▶ [Aim of the task]:
Extract the lines from the first line of the records below through the line containing "each other through", inclusive, and reproduce them exactly as written.

===============

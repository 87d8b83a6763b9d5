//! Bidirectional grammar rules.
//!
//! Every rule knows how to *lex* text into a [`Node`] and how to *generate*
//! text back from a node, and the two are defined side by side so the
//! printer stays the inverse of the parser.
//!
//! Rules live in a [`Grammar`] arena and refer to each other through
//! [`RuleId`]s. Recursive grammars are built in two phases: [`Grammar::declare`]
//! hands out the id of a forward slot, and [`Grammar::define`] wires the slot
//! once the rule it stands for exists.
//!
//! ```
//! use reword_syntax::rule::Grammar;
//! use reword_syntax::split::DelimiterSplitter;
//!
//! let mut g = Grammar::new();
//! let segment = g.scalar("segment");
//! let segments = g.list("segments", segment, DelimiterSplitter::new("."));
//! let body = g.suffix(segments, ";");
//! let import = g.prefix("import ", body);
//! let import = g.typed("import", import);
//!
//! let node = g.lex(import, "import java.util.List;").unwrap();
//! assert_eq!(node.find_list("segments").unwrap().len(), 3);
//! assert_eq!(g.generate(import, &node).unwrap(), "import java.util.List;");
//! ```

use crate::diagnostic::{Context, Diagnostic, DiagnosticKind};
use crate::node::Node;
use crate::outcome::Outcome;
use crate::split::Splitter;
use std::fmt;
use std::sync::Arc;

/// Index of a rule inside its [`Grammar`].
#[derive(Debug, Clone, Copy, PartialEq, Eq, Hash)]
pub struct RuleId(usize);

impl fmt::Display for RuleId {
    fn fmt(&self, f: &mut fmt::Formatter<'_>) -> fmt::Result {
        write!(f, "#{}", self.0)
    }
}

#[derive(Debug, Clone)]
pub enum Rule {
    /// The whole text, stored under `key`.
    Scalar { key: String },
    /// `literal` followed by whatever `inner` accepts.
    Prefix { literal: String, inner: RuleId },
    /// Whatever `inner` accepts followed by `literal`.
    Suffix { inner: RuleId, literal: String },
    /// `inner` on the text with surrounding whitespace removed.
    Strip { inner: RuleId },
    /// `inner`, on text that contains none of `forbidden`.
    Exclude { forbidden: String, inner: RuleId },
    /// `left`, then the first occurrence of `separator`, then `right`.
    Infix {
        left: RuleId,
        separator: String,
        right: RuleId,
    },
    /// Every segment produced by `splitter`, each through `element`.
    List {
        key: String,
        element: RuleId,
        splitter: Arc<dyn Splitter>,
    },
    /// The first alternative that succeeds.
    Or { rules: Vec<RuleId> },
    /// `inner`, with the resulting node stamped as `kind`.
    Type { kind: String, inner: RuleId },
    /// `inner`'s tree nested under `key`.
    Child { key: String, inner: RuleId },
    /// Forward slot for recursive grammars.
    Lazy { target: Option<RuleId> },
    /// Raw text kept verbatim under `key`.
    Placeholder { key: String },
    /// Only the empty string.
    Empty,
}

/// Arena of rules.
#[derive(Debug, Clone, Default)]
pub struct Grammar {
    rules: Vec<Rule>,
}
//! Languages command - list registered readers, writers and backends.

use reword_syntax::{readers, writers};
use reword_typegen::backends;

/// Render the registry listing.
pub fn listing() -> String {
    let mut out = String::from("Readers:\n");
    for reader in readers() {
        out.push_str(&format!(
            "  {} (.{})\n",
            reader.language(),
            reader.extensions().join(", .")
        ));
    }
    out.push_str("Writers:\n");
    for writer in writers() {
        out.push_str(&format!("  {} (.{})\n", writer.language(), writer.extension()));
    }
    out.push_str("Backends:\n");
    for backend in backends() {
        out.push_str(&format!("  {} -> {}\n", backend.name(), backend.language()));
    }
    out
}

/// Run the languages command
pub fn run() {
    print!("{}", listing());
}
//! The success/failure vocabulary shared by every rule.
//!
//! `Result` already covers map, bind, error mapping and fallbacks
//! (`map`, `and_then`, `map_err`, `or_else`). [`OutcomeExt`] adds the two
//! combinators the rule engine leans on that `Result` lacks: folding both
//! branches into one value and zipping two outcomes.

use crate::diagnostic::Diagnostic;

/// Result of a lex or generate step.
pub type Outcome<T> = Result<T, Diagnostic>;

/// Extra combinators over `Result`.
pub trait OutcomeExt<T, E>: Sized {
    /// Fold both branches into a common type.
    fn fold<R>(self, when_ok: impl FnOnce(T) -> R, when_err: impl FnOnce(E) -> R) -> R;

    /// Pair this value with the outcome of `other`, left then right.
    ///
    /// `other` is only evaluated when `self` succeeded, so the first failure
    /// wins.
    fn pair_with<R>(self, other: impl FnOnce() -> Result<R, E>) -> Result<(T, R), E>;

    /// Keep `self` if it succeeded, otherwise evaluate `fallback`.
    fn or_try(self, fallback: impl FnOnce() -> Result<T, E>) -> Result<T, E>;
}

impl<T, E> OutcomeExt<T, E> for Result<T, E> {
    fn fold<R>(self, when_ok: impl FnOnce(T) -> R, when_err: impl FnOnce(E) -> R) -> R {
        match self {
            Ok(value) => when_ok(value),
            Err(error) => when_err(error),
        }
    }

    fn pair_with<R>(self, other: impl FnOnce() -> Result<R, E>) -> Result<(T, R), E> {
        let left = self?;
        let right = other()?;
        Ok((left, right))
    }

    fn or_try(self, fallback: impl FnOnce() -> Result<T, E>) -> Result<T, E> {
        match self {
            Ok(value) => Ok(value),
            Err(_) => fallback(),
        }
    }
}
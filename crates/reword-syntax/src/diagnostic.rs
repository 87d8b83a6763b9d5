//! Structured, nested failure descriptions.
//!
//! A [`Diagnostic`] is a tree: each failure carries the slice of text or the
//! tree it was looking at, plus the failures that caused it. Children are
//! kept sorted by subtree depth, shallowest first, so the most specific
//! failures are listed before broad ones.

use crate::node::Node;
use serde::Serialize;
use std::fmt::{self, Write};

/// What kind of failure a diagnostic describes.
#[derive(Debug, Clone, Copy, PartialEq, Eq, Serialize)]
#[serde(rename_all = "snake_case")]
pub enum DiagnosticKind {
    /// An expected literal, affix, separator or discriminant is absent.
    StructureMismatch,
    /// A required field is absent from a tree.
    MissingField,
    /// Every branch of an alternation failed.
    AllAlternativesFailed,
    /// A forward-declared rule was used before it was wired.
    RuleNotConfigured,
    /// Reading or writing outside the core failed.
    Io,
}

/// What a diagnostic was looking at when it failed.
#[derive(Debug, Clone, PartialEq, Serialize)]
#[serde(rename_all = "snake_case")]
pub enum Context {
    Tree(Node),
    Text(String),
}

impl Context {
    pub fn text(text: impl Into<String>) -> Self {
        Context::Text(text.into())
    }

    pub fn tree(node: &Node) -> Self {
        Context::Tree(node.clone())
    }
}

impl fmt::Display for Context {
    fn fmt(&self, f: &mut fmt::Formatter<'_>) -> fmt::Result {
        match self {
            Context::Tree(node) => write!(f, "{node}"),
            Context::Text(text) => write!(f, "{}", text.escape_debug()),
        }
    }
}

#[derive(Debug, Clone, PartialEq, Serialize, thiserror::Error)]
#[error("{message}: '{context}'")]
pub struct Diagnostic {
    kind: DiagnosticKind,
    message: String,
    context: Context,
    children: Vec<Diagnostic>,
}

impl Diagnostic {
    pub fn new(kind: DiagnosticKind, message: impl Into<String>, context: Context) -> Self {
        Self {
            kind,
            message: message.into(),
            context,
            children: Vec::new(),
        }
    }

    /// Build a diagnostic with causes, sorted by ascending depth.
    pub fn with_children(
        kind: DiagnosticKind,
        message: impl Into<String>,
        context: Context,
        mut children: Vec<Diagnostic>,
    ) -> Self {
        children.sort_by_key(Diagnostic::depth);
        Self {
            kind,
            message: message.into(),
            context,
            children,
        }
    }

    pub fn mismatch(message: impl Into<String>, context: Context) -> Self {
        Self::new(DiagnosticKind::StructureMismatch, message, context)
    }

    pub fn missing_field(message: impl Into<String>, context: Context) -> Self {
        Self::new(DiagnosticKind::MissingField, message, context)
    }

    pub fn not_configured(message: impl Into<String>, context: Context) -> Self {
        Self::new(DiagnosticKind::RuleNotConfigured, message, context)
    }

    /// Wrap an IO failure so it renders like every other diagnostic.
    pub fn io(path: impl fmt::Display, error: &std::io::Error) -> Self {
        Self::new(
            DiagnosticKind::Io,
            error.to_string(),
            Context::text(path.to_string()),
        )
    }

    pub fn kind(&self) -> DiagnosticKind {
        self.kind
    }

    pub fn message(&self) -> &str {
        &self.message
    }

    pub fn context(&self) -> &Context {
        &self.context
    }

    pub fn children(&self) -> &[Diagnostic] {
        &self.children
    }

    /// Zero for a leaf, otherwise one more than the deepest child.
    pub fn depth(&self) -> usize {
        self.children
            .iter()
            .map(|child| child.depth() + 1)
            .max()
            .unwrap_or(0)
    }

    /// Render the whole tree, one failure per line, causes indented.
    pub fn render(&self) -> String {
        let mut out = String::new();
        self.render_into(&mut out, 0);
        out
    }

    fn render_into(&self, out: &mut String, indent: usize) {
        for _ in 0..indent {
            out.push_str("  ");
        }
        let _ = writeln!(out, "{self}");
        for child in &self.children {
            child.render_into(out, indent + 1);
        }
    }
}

===============

▶ [Answer to the problem]:
repository 87d8b83a6763b9d5
//! Bidirectional grammar rules.
//!
//! Every rule knows how to *lex* text into a [`Node`] and how to *generate*
//! text back from a node, and the two are defined side by side so the
//! printer stays the inverse of the parser.
//!
//! Rules live in a [`Grammar`] arena and refer to each other through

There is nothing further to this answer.